Work task: The full listing should be duplicated word for word.

Given records:
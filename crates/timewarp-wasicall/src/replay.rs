//! Replay engine: a [`System`] answered from recorded calls.
//!
//! Each call consumes the next record. The record must name the same
//! function and carry the same encoded parameters as the live call;
//! anything else is a fatal [`ReplayError`] that ends the session: the
//! engine moves to [`Failed`](ReplayState::Failed) and refuses every later
//! call without touching the records again. Once the records run out the
//! engine is [`Exhausted`](ReplayState::Exhausted) for good and forwards
//! every call to its fallback system, if it has one.

use std::io::{IoSlice, IoSliceMut};

use timewarp_core::wasi::{
    Advice, ClockId, DirCookie, ExitCode, FdFlags, FileDelta, FileSize, FstFlags, LookupFlags,
    OpenFlags, Protocol, ProtocolFamily, RiFlags, Rights, RoFlags, SdFlags, SiFlags, Signal,
    SocketOption, SocketType, Timestamp, Whence,
};
use timewarp_core::{
    Errno, Event, Fd, FdStat, FileStat, PreStat, SocketAddress, Subscription, Syscall, SyscallError,
    SyscallResult, System,
};
use timewarp_log::RecordSource;
use tracing::{error, info, trace};

use crate::call::{capacity, decode_outcome, scatter, split_call, Decode, Encode, Gather};
use crate::error::ReplayError;

/// Where a [`Replay`] is in its recording.
#[derive(Clone, Copy, Debug, PartialEq, Eq)]
pub enum ReplayState {
    /// Calls are answered from records.
    Active,
    /// The records ran out. Calls go to the fallback.
    Exhausted,
    /// A call diverged or the recording was unreadable. Every later call
    /// is fatal.
    Failed,
}

/// One recorded call that matched the live call.
struct Recorded {
    record: u64,
    syscall: Syscall,
    call: Vec<u8>,
    outcome_at: usize,
}

impl Recorded {
    fn outcome<T: Decode>(&self) -> Result<Result<T, Errno>, ReplayError> {
        decode_outcome(&self.call[self.outcome_at..]).map_err(|source| ReplayError::Decode {
            record: self.record,
            syscall: self.syscall,
            source,
        })
    }
}

/// A [`System`] that replays a recording.
///
/// # Examples
///
/// ```
/// use timewarp_core::{Fd, Syscall, System};
/// use timewarp_log::Record;
/// use timewarp_wasicall::{call, Replay};
///
/// let mut payload = Vec::new();
/// call::encode_call(&mut payload, &Fd(3), Ok(&()));
/// let records = vec![Record::new(0, Syscall::FdClose.id(), payload)];
///
/// let mut replay = Replay::new(records.into_iter());
/// replay.fd_close(Fd(3)).unwrap();
/// // Nothing left and no fallback.
/// assert!(replay.fd_close(Fd(3)).unwrap_err().is_fatal());
/// ```
pub struct Replay<R> {
    records: R,
    fallback: Option<Box<dyn System>>,
    state: ReplayState,
    failure: Option<(u64, String)>,
    replayed: u64,
    params: Vec<u8>,
}

impl<R: RecordSource> Replay<R> {
    /// Replay `records` with no fallback: any call past the end is fatal.
    pub fn new(records: R) -> Self {
        Self {
            records,
            fallback: None,
            state: ReplayState::Active,
            failure: None,
            replayed: 0,
            params: Vec::new(),
        }
    }

    /// Forward calls past the end of the recording to `fallback`.
    pub fn with_fallback(mut self, fallback: Box<dyn System>) -> Self {
        self.fallback = Some(fallback);
        self
    }

    /// Current state.
    pub fn state(&self) -> ReplayState {
        self.state
    }

    /// Calls answered from records so far.
    pub fn replayed(&self) -> u64 {
        self.replayed
    }

    /// Unwrap into the record source and the fallback.
    pub fn into_inner(self) -> (R, Option<Box<dyn System>>) {
        (self.records, self.fallback)
    }

    /// End the session with `err`. Later calls get [`ReplayError::Failed`].
    fn fail(&mut self, err: ReplayError) -> SyscallError {
        error!(error = %err, "replay failed");
        let record = match &err {
            ReplayError::Divergence { record, .. }
            | ReplayError::ParamsMismatch { record, .. }
            | ReplayError::UnknownFunction { record, .. }
            | ReplayError::Decode { record, .. }
            | ReplayError::Log { record, .. }
            | ReplayError::Failed { record, .. } => *record,
            ReplayError::UnexpectedCallAfterEof { records, .. } => *records,
        };
        self.state = ReplayState::Failed;
        self.failure = Some((record, err.to_string()));
        SyscallError::fatal(err)
    }

    fn failed(&self) -> Option<SyscallError> {
        let (record, reason) = self.failure.as_ref()?;
        Some(SyscallError::fatal(ReplayError::Failed {
            record: *record,
            reason: reason.clone(),
        }))
    }

    /// Decode a recorded result; a malformed one ends the session.
    fn result<T: Decode>(&mut self, call: &Recorded) -> SyscallResult<T> {
        match call.outcome() {
            Ok(Ok(value)) => Ok(value),
            Ok(Err(errno)) => Err(SyscallError::Errno(errno)),
            Err(err) => Err(self.fail(err)),
        }
    }

    /// Take the next record and check it against the live call. `None`
    /// means the recording is exhausted.
    fn next_call<P: Encode + ?Sized>(
        &mut self,
        syscall: Syscall,
        params: &P,
    ) -> SyscallResult<Option<Recorded>> {
        if let Some(err) = self.failed() {
            return Err(err);
        }
        if self.state == ReplayState::Exhausted {
            return Ok(None);
        }
        let index = self.replayed;
        let record = match self.records.next_record() {
            Ok(Some(record)) => record,
            Ok(None) => {
                info!(records = index, "recording exhausted");
                self.state = ReplayState::Exhausted;
                return Ok(None);
            }
            Err(source) => {
                return Err(self.fail(ReplayError::Log {
                    record: index,
                    source,
                }))
            }
        };

        let Some(recorded) = record.syscall() else {
            return Err(self.fail(ReplayError::UnknownFunction {
                record: index,
                function_id: record.function_id,
            }));
        };
        if recorded != syscall {
            return Err(self.fail(ReplayError::Divergence {
                record: index,
                recorded,
                requested: syscall,
            }));
        }

        let recorded_params = match split_call(&record.function_call) {
            Ok((params, _)) => params,
            Err(source) => {
                return Err(self.fail(ReplayError::Decode {
                    record: index,
                    syscall,
                    source,
                }))
            }
        };
        self.params.clear();
        params.encode(&mut self.params);
        if recorded_params != self.params.as_slice() {
            return Err(self.fail(ReplayError::ParamsMismatch {
                record: index,
                syscall,
            }));
        }
        let outcome_at = 4 + recorded_params.len();

        self.replayed += 1;
        trace!(record = index, %syscall, "replayed call");
        Ok(Some(Recorded {
            record: index,
            syscall,
            call: record.function_call,
            outcome_at,
        }))
    }

    fn fallback(&mut self, syscall: Syscall) -> SyscallResult<&mut (dyn System + 'static)> {
        let records = self.replayed;
        match self.fallback.as_deref_mut() {
            Some(system) => {
                trace!(%syscall, "forwarding to fallback");
                Ok(system)
            }
            None => {
                let err = ReplayError::UnexpectedCallAfterEof { syscall, records };
                error!(error = %err, "replay failed");
                Err(SyscallError::fatal(err))
            }
        }
    }

    fn replay<P, T>(
        &mut self,
        syscall: Syscall,
        params: &P,
        live: impl FnOnce(&mut dyn System) -> SyscallResult<T>,
    ) -> SyscallResult<T>
    where
        P: Encode + ?Sized,
        T: Decode,
    {
        match self.next_call(syscall, params)? {
            Some(call) => self.result(&call),
            None => live(self.fallback(syscall)?),
        }
    }
}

Result of this task:
filename crates/timewarp-wasicall/src/replay.rs
//! Replay engine: a [`System`] answered from recorded calls.
//!
//! Each call consumes the next record. The record must name the same
//! function and carry the same encoded parameters as the live call;
//! anything else is a fatal [`ReplayError`] that ends the session: the
//! engine moves to [`Failed`](ReplayState::Failed) and refuses every later
//! call without touching the records again. Once the records run out the
//! engine is [`Exhausted`](ReplayState::Exhausted) for good and forwards
//! every call to its fallback system, if it has one.

use std::io::{IoSlice, IoSliceMut};

use timewarp_core::wasi::{
    Advice, ClockId, DirCookie, ExitCode, FdFlags, FileDelta, FileSize, FstFlags, LookupFlags,
    OpenFlags, Protocol, ProtocolFamily, RiFlags, Rights, RoFlags, SdFlags, SiFlags, Signal,
    SocketOption, SocketType, Timestamp, Whence,
};
use timewarp_core::{
    Errno, Event, Fd, FdStat, FileStat, PreStat, SocketAddress, Subscription, Syscall, SyscallError,
    SyscallResult, System,
};
use timewarp_log::RecordSource;
use tracing::{error, info, trace};

use crate::call::{capacity, decode_outcome, scatter, split_call, Decode, Encode, Gather};
use crate::error::ReplayError;

/// Where a [`Replay`] is in its recording.
#[derive(Clone, Copy, Debug, PartialEq, Eq)]
pub enum ReplayState {
    /// Calls are answered from records.
    Active,
    /// The records ran out. Calls go to the fallback.
    Exhausted,
    /// A call diverged or the recording was unreadable. Every later call
    /// is fatal.
    Failed,
}

/// One recorded call that matched the live call.
struct Recorded {
    record: u64,
    syscall: Syscall,
    call: Vec<u8>,
    outcome_at: usize,
}

impl Recorded {
    fn outcome<T: Decode>(&self) -> Result<Result<T, Errno>, ReplayError> {
        decode_outcome(&self.call[self.outcome_at..]).map_err(|source| ReplayError::Decode {
            record: self.record,
            syscall: self.syscall,
            source,
        })
    }
}

/// A [`System`] that replays a recording.
///
/// # Examples
///
/// ```
/// use timewarp_core::{Fd, Syscall, System};
/// use timewarp_log::Record;
/// use timewarp_wasicall::{call, Replay};
///
/// let mut payload = Vec::new();
/// call::encode_call(&mut payload, &Fd(3), Ok(&()));
/// let records = vec![Record::new(0, Syscall::FdClose.id(), payload)];
///
/// let mut replay = Replay::new(records.into_iter());
/// replay.fd_close(Fd(3)).unwrap();
/// // Nothing left and no fallback.
/// assert!(replay.fd_close(Fd(3)).unwrap_err().is_fatal());
/// ```
pub struct Replay<R> {
    records: R,
    fallback: Option<Box<dyn System>>,
    state: ReplayState,
    failure: Option<(u64, String)>,
    replayed: u64,
    params: Vec<u8>,
}

impl<R: RecordSource> Replay<R> {
    /// Replay `records` with no fallback: any call past the end is fatal.
    pub fn new(records: R) -> Self {
        Self {
            records,
            fallback: None,
            state: ReplayState::Active,
            failure: None,
            replayed: 0,
            params: Vec::new(),
        }
    }

    /// Forward calls past the end of the recording to `fallback`.
    pub fn with_fallback(mut self, fallback: Box<dyn System>) -> Self {
        self.fallback = Some(fallback);
        self
    }

    /// Current state.
    pub fn state(&self) -> ReplayState {
        self.state
    }

    /// Calls answered from records so far.
    pub fn replayed(&self) -> u64 {
        self.replayed
    }

    /// Unwrap into the record source and the fallback.
    pub fn into_inner(self) -> (R, Option<Box<dyn System>>) {
        (self.records, self.fallback)
    }

    /// End the session with `err`. Later calls get [`ReplayError::Failed`].
    fn fail(&mut self, err: ReplayError) -> SyscallError {
        error!(error = %err, "replay failed");
        let record = match &err {
            ReplayError::Divergence { record, .. }
            | ReplayError::ParamsMismatch { record, .. }
            | ReplayError::UnknownFunction { record, .. }
            | ReplayError::Decode { record, .. }
            | ReplayError::Log { record, .. }
            | ReplayError::Failed { record, .. } => *record,
            ReplayError::UnexpectedCallAfterEof { records, .. } => *records,
        };
        self.state = ReplayState::Failed;
        self.failure = Some((record, err.to_string()));
        SyscallError::fatal(err)
    }

    fn failed(&self) -> Option<SyscallError> {
        let (record, reason) = self.failure.as_ref()?;
        Some(SyscallError::fatal(ReplayError::Failed {
            record: *record,
            reason: reason.clone(),
        }))
    }

    /// Decode a recorded result; a malformed one ends the session.
    fn result<T: Decode>(&mut self, call: &Recorded) -> SyscallResult<T> {
        match call.outcome() {
            Ok(Ok(value)) => Ok(value),
            Ok(Err(errno)) => Err(SyscallError::Errno(errno)),
            Err(err) => Err(self.fail(err)),
        }
    }

    /// Take the next record and check it against the live call. `None`
    /// means the recording is exhausted.
    fn next_call<P: Encode + ?Sized>(
        &mut self,
        syscall: Syscall,
        params: &P,
    ) -> SyscallResult<Option<Recorded>> {
        if let Some(err) = self.failed() {
            return Err(err);
        }
        if self.state == ReplayState::Exhausted {
            return Ok(None);
        }
        let index = self.replayed;
        let record = match self.records.next_record() {
            Ok(Some(record)) => record,
            Ok(None) => {
                info!(records = index, "recording exhausted");
                self.state = ReplayState::Exhausted;
                return Ok(None);
            }
            Err(source) => {
                return Err(self.fail(ReplayError::Log {
                    record: index,
                    source,
                }))
            }
        };

        let Some(recorded) = record.syscall() else {
            return Err(self.fail(ReplayError::UnknownFunction {
                record: index,
                function_id: record.function_id,
            }));
        };
        if recorded != syscall {
            return Err(self.fail(ReplayError::Divergence {
                record: index,
                recorded,
                requested: syscall,
            }));
        }

        let recorded_params = match split_call(&record.function_call) {
            Ok((params, _)) => params,
            Err(source) => {
                return Err(self.fail(ReplayError::Decode {
                    record: index,
                    syscall,
                    source,
                }))
            }
        };
        self.params.clear();
        params.encode(&mut self.params);
        if recorded_params != self.params.as_slice() {
            return Err(self.fail(ReplayError::ParamsMismatch {
                record: index,
                syscall,
            }));
        }
        let outcome_at = 4 + recorded_params.len();

        self.replayed += 1;
        trace!(record = index, %syscall, "replayed call");
        Ok(Some(Recorded {
            record: index,
            syscall,
            call: record.function_call,
            outcome_at,
        }))
    }

    fn fallback(&mut self, syscall: Syscall) -> SyscallResult<&mut (dyn System + 'static)> {
        let records = self.replayed;
        match self.fallback.as_deref_mut() {
            Some(system) => {
                trace!(%syscall, "forwarding to fallback");
                Ok(system)
            }
            None => {
                let err = ReplayError::UnexpectedCallAfterEof { syscall, records };
                error!(error = %err, "replay failed");
                Err(SyscallError::fatal(err))
            }
        }
    }

    fn replay<P, T>(
        &mut self,
        syscall: Syscall,
        params: &P,
        live: impl FnOnce(&mut dyn System) -> SyscallResult<T>,
    ) -> SyscallResult<T>
    where
        P: Encode + ?Sized,
        T: Decode,
    {
        match self.next_call(syscall, params)? {
            Some(call) => self.result(&call),
            None => live(self.fallback(syscall)?),
        }
    }
}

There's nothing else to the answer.